EXERCISE GOAL: The entries below contain a line with "config.max_connections = max;" and a line with "config.min_connections, config.max_connections". Quote exactly those two lines and all lines between them.

EXCERPTED DATA:
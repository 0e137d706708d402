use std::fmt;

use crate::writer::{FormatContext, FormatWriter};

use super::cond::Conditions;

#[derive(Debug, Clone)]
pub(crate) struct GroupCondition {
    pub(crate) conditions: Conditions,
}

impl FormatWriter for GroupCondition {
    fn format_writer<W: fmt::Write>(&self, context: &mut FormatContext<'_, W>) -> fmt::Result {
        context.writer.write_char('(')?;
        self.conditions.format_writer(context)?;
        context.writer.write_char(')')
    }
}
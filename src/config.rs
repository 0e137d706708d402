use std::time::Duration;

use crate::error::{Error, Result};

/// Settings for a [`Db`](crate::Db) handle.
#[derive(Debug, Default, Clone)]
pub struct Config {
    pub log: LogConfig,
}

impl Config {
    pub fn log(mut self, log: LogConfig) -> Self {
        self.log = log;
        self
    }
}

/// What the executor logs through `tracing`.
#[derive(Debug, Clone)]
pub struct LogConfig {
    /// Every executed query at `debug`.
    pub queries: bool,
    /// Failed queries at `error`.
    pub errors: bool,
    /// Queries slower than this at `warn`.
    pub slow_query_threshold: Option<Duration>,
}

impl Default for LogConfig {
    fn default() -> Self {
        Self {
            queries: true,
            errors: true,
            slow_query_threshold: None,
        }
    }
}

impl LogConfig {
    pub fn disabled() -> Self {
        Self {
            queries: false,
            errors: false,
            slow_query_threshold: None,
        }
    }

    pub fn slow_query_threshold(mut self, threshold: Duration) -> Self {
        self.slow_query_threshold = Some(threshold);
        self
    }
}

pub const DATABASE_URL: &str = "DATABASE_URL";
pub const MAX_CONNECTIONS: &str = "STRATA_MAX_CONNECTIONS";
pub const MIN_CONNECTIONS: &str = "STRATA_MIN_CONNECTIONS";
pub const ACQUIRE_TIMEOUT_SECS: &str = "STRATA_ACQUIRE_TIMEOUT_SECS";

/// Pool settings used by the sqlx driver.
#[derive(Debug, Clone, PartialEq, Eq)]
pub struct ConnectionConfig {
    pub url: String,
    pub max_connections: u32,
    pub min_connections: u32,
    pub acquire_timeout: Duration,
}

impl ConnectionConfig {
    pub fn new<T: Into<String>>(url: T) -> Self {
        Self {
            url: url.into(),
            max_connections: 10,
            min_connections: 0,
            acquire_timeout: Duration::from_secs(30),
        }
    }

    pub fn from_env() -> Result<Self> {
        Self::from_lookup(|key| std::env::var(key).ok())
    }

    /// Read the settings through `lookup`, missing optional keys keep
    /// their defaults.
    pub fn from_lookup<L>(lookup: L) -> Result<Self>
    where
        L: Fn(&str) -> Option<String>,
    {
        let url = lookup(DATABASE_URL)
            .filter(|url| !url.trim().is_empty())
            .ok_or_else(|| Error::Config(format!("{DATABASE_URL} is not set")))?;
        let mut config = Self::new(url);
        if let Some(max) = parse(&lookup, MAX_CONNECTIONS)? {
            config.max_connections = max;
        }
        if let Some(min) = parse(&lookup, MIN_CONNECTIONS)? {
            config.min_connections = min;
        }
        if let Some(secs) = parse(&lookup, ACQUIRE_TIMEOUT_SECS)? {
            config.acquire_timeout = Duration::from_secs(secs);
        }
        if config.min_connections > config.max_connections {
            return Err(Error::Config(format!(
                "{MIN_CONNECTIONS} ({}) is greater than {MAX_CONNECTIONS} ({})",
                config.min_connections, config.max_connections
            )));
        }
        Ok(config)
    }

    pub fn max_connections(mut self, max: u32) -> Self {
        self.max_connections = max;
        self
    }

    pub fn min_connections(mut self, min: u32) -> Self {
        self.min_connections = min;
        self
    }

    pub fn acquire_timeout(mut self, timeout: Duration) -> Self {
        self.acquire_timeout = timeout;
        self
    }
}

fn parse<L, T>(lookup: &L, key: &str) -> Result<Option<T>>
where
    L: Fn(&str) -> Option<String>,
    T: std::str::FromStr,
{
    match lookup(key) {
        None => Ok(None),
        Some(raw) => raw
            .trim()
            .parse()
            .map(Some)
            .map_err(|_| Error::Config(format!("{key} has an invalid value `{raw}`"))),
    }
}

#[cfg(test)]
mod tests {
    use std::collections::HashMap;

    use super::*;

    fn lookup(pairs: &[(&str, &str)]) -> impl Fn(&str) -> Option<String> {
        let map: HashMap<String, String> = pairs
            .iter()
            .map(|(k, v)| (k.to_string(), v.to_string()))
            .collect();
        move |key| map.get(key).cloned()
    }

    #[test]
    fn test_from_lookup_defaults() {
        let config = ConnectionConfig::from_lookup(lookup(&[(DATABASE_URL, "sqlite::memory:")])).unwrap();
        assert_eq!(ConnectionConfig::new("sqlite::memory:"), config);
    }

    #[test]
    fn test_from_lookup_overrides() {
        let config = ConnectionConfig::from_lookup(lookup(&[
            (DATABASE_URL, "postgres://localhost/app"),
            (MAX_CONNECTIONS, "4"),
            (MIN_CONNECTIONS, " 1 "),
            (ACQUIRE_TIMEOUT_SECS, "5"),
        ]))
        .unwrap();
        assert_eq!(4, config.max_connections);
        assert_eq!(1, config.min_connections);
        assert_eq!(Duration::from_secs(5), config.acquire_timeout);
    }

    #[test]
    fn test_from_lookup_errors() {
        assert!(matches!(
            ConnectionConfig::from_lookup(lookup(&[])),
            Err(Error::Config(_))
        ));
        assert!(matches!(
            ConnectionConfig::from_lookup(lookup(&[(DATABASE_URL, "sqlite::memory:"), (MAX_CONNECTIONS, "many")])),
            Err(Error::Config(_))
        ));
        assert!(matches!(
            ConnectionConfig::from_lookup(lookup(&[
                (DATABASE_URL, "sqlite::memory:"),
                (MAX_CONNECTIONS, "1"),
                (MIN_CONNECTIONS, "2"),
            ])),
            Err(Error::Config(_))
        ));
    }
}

RESPONSE FOR THIS EXERCISE:
            config.max_connections = max;
        }
        if let Some(min) = parse(&lookup, MIN_CONNECTIONS)? {
            config.min_connections = min;
        }
        if let Some(secs) = parse(&lookup, ACQUIRE_TIMEOUT_SECS)? {
            config.acquire_timeout = Duration::from_secs(secs);
        }
        if config.min_connections > config.max_connections {
            return Err(Error::Config(format!(
                "{MIN_CONNECTIONS} ({}) is greater than {MAX_CONNECTIONS} ({})",
                config.min_connections, config.max_connections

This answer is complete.